Saved data entries:
*** Begin section ***

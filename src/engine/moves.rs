//! Sliding and merging of tiles along a direction.

// Line coordinates are generated in bounds and merged values stay powers of
// two, so the expects below are unreachable
#![allow(clippy::missing_panics_doc)]

use crate::engine::grid::Grid;

/// A direction a move can slide tiles toward.
#[derive(Debug, Clone, Copy, PartialEq, Eq, Hash)]
pub enum Direction {
    /// Slide tiles toward the top edge.
    Up,
    /// Slide tiles toward the bottom edge.
    Down,
    /// Slide tiles toward the left edge.
    Left,
    /// Slide tiles toward the right edge.
    Right,
}

impl Direction {
    /// All four directions, in a fixed order.
    pub const ALL: [Direction; 4] = [
        Direction::Up,
        Direction::Down,
        Direction::Left,
        Direction::Right,
    ];
}

/// Outcome of applying one move to a board.
///
/// Transient: produced by [`apply_move`], folded into the game state by the
/// caller, then discarded.
#[derive(Debug, Clone, PartialEq, Eq)]
pub struct MoveResult {
    /// The board after the move.
    pub grid: Grid,
    /// Sum of the tile values created by merges during this move.
    pub score_delta: u32,
    /// Whether any cell changed relative to the input board.
    pub moved: bool,
}

/// Coordinates of one line, ordered from the edge tiles slide toward.
///
/// Index 0 of the returned sequence is the near edge of travel, so the
/// collapse step can treat every direction identically.
fn line_coords(size: usize, direction: Direction, lane: usize) -> Vec<(usize, usize)> {
    match direction {
        Direction::Left => (0..size).map(|col| (lane, col)).collect(),
        Direction::Right => (0..size).rev().map(|col| (lane, col)).collect(),
        Direction::Up => (0..size).map(|row| (row, lane)).collect(),
        Direction::Down => (0..size).rev().map(|row| (row, lane)).collect(),
    }
}

/// Compact and merge one line already ordered toward the travel edge.
///
/// Zeros are removed, then equal adjacent pairs merge once per tile,
/// nearest to the edge first; the result is padded back to length with
/// zeros at the far end. Returns the new line and the score gained.
fn collapse_line(line: &[u32]) -> (Vec<u32>, u32) {
    let compacted: Vec<u32> = line.iter().copied().filter(|&v| v != 0).collect();

    let mut result = Vec::with_capacity(line.len());
    let mut delta = 0u32;
    let mut i = 0;
    while i < compacted.len() {
        if i + 1 < compacted.len() && compacted[i] == compacted[i + 1] {
            // A merged tile may not merge again this move
            let merged = compacted[i] * 2;
            result.push(merged);
            delta += merged;
            i += 2;
        } else {
            result.push(compacted[i]);
            i += 1;
        }
    }
    result.resize(line.len(), 0);

    (result, delta)
}

/// Apply one move to a board snapshot.
///
/// The input board is never mutated; the result carries the new board, the
/// score gained from merges, and whether anything changed. A move that
/// changes nothing must not be followed by a spawn.
#[must_use]
pub fn apply_move(grid: &Grid, direction: Direction) -> MoveResult {
    let size = grid.size();
    let mut next = grid.clone();
    let mut score_delta = 0u32;
    let mut moved = false;

    for lane in 0..size {
        let coords = line_coords(size, direction, lane);
        let line: Vec<u32> = coords
            .iter()
            .map(|&(row, col)| {
                grid.get(row, col)
                    .expect("line coordinates are in bounds")
            })
            .collect();

        let (collapsed, delta) = collapse_line(&line);
        score_delta += delta;

        if collapsed != line {
            moved = true;
            for (&(row, col), &value) in coords.iter().zip(collapsed.iter()) {
                next.set(row, col, value)
                    .expect("collapsed lines contain only legal tiles");
            }
        }
    }

    MoveResult {
        grid: next,
        score_delta,
        moved,
    }
}

/// Check whether any of the four directions would change the board.
#[must_use]
pub fn has_any_move(grid: &Grid) -> bool {
    Direction::ALL
        .iter()
        .any(|&direction| apply_move(grid, direction).moved)
}
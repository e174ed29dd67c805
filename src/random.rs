//! Utilities related to random numbers.

use atomic_counter::{AtomicCounter, RelaxedCounter};
use rand::{rngs::StdRng, Rng, SeedableRng};

/// Random number generator owned by a single seeding worker.
pub type WorkerRng = StdRng;

/// Hands out independent random number streams to concurrent workers.
///
/// When created with a base seed, the n-th stream handed out is always
/// seeded the same way, so a single-threaded run is reproducible.
/// Otherwise every stream is seeded from system entropy.
pub struct WorkerRngFactory {
    base_seed: Option<u64>,
    n_created: RelaxedCounter,
}

impl WorkerRngFactory {
    /// Creates a factory producing entropy-seeded streams.
    pub fn from_entropy() -> Self {
        Self {
            base_seed: None,
            n_created: RelaxedCounter::new(0),
        }
    }

    /// Creates a factory producing deterministically seeded streams.
    pub fn from_seed(base_seed: u64) -> Self {
        Self {
            base_seed: Some(base_seed),
            n_created: RelaxedCounter::new(0),
        }
    }

    /// Creates a factory that is deterministic if a base seed is given.
    pub fn new(base_seed: Option<u64>) -> Self {
        base_seed.map_or_else(Self::from_entropy, Self::from_seed)
    }

    /// Returns the number of streams handed out so far.
    pub fn number_of_streams(&self) -> usize {
        self.n_created.get()
    }

    /// Creates the next random number stream.
    pub fn create(&self) -> WorkerRng {
        let stream_idx = self.n_created.inc() as u64;
        match self.base_seed {
            Some(base_seed) => StdRng::seed_from_u64(mix_stream_seed(base_seed, stream_idx)),
            None => StdRng::from_rng(rand::thread_rng())
                .unwrap_or_else(|_| StdRng::seed_from_u64(rand::thread_rng().gen())),
        }
    }
}

impl Default for WorkerRngFactory {
    fn default() -> Self {
        Self::from_entropy()
    }
}

/// Combines a base seed and a stream index into a well-spread 64-bit seed
/// (SplitMix64 finalizer).
fn mix_stream_seed(base_seed: u64, stream_idx: u64) -> u64 {
    let mut z = base_seed.wrapping_add(stream_idx.wrapping_add(1).wrapping_mul(0x9E37_79B9_7F4A_7C15));
    z = (z ^ (z >> 30)).wrapping_mul(0xBF58_476D_1CE4_E5B9);
    z = (z ^ (z >> 27)).wrapping_mul(0x94D0_49BB_1331_11EB);
    z ^ (z >> 31)
}
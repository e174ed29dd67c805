//! Seeding uniformly within the non-zero voxels of a mask.

use super::{
    draw_voxel_indices, draw_voxel_jitter, SeedOutcome, Seeder3, SAMPLING_ATTEMPT_SAFETY_FACTOR,
};
use crate::{
    error::{SeedingError, SeedingResult},
    geometry::PointTransformation3,
    io::Verbosity,
    num::VoxelValue,
    volume::{fgr, Volume3},
};
use rand::RngCore;
use std::sync::Arc;

/// Generator of seed points uniformly distributed over the non-zero voxels
/// of a mask.
///
/// Voxels are drawn uniformly from the whole grid until a non-zero one is
/// found, and the seed is placed uniformly within it.
#[derive(Clone, Debug)]
pub struct MaskSeeder3<T> {
    mask: Arc<Volume3<T>>,
    n_nonzero_voxels: usize,
    max_sampling_attempts: usize,
    description: String,
}

impl<T: VoxelValue> MaskSeeder3<T> {
    /// Creates a new mask seeder.
    ///
    /// # Parameters
    ///
    /// - `mask`: Volume whose non-zero voxels make up the seeding region.
    /// - `max_sampling_attempts`: Number of voxel draws allowed per seed, or `None` to derive it from the mask occupancy.
    /// - `verbosity`: Whether to print status messages.
    ///
    /// # Returns
    ///
    /// A `Result` which is either:
    ///
    /// - `Ok`: Contains the new seeder.
    /// - `Err`: Contains an error if the mask has no non-zero voxels or the attempt cap is zero.
    pub fn new(
        mask: Arc<Volume3<T>>,
        max_sampling_attempts: Option<usize>,
        verbosity: &Verbosity,
    ) -> SeedingResult<Self> {
        if max_sampling_attempts == Some(0) {
            return Err(SeedingError::ZeroMaxAttempts);
        }
        let n_nonzero_voxels = mask.count_nonzero();
        if n_nonzero_voxels == 0 {
            return Err(SeedingError::EmptyMask(mask.name().to_string()));
        }
        let max_sampling_attempts = max_sampling_attempts.unwrap_or_else(|| {
            let n_draws_per_hit =
                (mask.number_of_voxels() + n_nonzero_voxels - 1) / n_nonzero_voxels;
            SAMPLING_ATTEMPT_SAFETY_FACTOR.saturating_mul(n_draws_per_hit)
        });
        if verbosity.print_messages() {
            println!(
                "Seeding from {} of {} voxels in {}",
                n_nonzero_voxels,
                mask.number_of_voxels(),
                mask.name()
            );
        }
        let description = format!("random seeding mask ({})", mask.name());
        Ok(Self {
            mask,
            n_nonzero_voxels,
            max_sampling_attempts,
            description,
        })
    }

    /// Returns a reference to the mask.
    pub fn mask(&self) -> &Volume3<T> {
        &self.mask
    }

    /// Returns the number of non-zero voxels in the mask.
    pub fn number_of_nonzero_voxels(&self) -> usize {
        self.n_nonzero_voxels
    }
}

impl<T: VoxelValue> Seeder3 for MaskSeeder3<T> {
    fn description(&self) -> &str {
        &self.description
    }

    fn max_sampling_attempts(&self) -> Option<usize> {
        Some(self.max_sampling_attempts)
    }

    fn seeding_volume(&self) -> fgr {
        self.n_nonzero_voxels as fgr * self.mask.voxel_volume()
    }

    fn get_seed(&self, rng: &mut dyn RngCore) -> SeedingResult<SeedOutcome> {
        let shape = self.mask.shape();
        for _ in 0..self.max_sampling_attempts {
            let indices = draw_voxel_indices(rng, &shape);
            if self.mask.value(&indices).is_nonzero() {
                let offset = draw_voxel_jitter(rng);
                return Ok(SeedOutcome::Seed(
                    self.mask.voxel_to_scanner().transform_voxel(&indices, &offset),
                ));
            }
        }
        Err(SeedingError::SamplingAttemptsExceeded {
            seeder: self.description.clone(),
            attempts: self.max_sampling_attempts,
        })
    }
}
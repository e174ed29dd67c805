//! Status output.

use indicatif::{ProgressBar, ProgressStyle};
use std::fmt;

/// How much non-critical status output to produce.
#[derive(Clone)]
pub enum Verbosity {
    Quiet,
    Messages,
    Progress(ProgressStyle),
}

impl Verbosity {
    /// Creates a verbosity showing a progress bar with the default style.
    pub fn progress() -> Self {
        Self::Progress(
            ProgressStyle::default_bar()
                .template("{bar:40} {pos}/{len} seeds ({elapsed_precise})")
                .unwrap_or_else(|_| ProgressStyle::default_bar()),
        )
    }

    /// Whether status messages should be printed.
    pub fn print_messages(&self) -> bool {
        !matches!(self, Self::Quiet)
    }

    /// Creates a progress bar for the given number of steps, or a hidden
    /// bar if progress should not be shown.
    pub fn create_progress_bar(&self, len: u64) -> ProgressBar {
        match self {
            Self::Progress(style) => ProgressBar::new(len).with_style(style.clone()),
            _ => ProgressBar::hidden(),
        }
    }
}

impl fmt::Debug for Verbosity {
    fn fmt(&self, f: &mut fmt::Formatter<'_>) -> fmt::Result {
        match self {
            Self::Quiet => write!(f, "Quiet"),
            Self::Messages => write!(f, "Messages"),
            Self::Progress(_) => write!(f, "Progress"),
        }
    }
}

impl Default for Verbosity {
    fn default() -> Self {
        Self::Quiet
    }
}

*** End section ***

How many of the lines above include the word "edge"? State that number and nothing else.

Problem solution: 8